**WORK REQUEST:**
Within the listing below, the lines to output run from the one containing "for explicit in" through the one containing "if !listed.iter().any(|e| e.episode_index()"; copy them exactly and nothing else.

#### DATA FOR ANALYSIS ####

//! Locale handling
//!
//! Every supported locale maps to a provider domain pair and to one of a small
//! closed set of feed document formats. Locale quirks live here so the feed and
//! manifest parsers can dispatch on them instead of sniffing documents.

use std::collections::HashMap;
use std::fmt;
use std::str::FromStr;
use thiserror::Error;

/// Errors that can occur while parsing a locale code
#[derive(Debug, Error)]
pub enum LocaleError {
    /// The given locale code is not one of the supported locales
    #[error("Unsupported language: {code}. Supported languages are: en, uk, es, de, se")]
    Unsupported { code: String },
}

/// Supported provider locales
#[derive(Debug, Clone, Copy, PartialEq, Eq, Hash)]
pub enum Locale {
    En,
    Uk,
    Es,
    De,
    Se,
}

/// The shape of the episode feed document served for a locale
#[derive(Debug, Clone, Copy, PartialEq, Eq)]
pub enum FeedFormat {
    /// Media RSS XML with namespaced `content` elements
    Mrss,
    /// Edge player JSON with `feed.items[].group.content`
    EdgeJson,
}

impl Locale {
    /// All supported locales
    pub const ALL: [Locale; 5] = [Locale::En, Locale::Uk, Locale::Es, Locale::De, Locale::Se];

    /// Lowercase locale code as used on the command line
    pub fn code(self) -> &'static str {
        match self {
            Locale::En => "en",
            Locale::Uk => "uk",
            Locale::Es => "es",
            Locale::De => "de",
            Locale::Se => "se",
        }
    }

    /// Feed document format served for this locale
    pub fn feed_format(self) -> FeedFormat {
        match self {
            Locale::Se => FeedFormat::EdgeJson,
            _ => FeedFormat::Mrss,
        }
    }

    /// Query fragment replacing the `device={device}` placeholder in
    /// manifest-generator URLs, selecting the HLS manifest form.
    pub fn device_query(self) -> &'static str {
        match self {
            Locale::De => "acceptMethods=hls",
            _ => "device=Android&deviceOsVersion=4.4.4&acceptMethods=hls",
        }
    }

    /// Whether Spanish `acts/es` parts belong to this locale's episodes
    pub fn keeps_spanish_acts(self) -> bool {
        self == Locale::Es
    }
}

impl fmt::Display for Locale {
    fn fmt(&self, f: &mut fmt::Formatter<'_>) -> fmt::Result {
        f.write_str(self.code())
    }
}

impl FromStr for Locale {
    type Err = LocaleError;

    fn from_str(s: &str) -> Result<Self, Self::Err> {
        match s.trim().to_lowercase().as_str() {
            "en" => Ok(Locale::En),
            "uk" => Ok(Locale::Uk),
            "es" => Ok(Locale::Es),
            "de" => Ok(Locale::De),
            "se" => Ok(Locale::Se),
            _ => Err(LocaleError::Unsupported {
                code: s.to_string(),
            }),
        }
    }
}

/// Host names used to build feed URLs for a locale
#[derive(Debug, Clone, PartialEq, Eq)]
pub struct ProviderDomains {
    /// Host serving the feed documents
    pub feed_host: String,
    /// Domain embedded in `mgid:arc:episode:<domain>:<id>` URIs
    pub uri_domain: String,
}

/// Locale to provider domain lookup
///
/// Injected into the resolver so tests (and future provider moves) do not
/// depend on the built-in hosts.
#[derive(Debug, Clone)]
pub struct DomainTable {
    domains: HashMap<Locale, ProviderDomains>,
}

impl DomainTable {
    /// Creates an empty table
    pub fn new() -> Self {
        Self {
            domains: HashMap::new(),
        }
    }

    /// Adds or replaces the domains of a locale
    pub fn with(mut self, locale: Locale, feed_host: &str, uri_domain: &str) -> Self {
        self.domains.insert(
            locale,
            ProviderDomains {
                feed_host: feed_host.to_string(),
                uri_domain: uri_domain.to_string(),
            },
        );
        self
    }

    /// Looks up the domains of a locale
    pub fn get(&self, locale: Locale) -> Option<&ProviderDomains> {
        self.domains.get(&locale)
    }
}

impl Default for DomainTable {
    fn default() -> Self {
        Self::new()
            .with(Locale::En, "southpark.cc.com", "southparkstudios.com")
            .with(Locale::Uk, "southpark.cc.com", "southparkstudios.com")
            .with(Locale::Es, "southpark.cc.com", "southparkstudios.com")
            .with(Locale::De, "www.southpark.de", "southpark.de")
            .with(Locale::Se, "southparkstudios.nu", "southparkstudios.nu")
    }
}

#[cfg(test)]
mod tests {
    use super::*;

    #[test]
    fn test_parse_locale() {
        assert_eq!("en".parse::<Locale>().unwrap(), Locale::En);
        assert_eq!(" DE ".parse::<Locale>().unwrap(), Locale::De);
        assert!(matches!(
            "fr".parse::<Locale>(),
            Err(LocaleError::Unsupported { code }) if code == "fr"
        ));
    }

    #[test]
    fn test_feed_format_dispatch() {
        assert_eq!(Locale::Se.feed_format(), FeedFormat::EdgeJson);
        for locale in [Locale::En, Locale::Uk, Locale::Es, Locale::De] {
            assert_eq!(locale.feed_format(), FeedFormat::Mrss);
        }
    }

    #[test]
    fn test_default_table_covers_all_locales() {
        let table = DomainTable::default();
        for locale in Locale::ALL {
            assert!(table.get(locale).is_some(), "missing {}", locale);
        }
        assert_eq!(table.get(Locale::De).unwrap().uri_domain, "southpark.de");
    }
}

####
#### DATA FOR ANALYSIS ####

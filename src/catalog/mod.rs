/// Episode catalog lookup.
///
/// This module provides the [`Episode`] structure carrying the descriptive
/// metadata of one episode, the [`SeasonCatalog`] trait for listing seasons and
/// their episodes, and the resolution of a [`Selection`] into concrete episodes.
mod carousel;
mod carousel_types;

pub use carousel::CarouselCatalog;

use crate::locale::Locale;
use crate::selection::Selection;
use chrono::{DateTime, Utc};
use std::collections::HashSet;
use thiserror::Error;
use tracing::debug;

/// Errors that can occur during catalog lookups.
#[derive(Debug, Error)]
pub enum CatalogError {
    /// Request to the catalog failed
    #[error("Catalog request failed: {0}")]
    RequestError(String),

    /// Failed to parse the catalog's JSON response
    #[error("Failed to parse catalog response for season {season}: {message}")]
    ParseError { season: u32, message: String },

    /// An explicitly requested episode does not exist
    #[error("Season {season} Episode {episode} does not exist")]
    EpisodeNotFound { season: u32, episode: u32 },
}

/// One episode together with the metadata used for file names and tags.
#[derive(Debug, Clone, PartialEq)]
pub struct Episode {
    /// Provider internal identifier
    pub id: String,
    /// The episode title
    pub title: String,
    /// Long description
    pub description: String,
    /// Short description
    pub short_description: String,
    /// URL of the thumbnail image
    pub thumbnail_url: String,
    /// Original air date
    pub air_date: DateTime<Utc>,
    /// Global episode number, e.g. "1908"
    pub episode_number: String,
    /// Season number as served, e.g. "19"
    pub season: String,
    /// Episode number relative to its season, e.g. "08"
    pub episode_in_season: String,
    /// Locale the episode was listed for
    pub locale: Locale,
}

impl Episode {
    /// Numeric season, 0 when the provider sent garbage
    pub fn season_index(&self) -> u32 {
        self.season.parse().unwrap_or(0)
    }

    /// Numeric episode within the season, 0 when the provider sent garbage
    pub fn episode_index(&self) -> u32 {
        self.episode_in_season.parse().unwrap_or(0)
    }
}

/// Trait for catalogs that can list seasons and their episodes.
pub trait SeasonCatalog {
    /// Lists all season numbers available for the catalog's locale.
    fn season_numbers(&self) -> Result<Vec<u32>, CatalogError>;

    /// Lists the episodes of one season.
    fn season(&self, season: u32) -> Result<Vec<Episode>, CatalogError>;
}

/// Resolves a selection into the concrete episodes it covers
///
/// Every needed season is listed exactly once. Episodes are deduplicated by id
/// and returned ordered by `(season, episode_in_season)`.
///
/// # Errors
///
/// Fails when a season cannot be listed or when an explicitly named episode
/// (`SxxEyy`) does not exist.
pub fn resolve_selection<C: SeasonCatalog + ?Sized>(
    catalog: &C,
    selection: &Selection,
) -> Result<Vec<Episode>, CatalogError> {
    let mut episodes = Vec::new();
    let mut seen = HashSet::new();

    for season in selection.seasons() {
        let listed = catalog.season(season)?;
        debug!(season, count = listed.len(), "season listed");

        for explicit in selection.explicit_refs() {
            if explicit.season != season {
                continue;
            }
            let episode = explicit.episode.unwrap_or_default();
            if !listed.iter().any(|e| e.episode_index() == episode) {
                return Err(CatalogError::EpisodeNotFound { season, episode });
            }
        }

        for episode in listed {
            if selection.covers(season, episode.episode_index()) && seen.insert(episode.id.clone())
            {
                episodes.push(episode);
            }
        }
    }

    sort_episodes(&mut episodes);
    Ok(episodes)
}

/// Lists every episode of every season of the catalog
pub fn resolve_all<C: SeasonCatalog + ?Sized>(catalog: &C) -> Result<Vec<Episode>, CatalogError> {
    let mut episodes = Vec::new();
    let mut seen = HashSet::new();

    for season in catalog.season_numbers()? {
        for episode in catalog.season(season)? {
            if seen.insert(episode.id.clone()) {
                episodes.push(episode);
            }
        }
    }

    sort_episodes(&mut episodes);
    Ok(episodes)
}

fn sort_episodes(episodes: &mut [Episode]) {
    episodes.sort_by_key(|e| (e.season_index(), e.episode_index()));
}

####

**YOUR SOLUTION:**
        for explicit in selection.explicit_refs() {
            if explicit.season != season {
                continue;
            }
            let episode = explicit.episode.unwrap_or_default();
            if !listed.iter().any(|e| e.episode_index() == episode) {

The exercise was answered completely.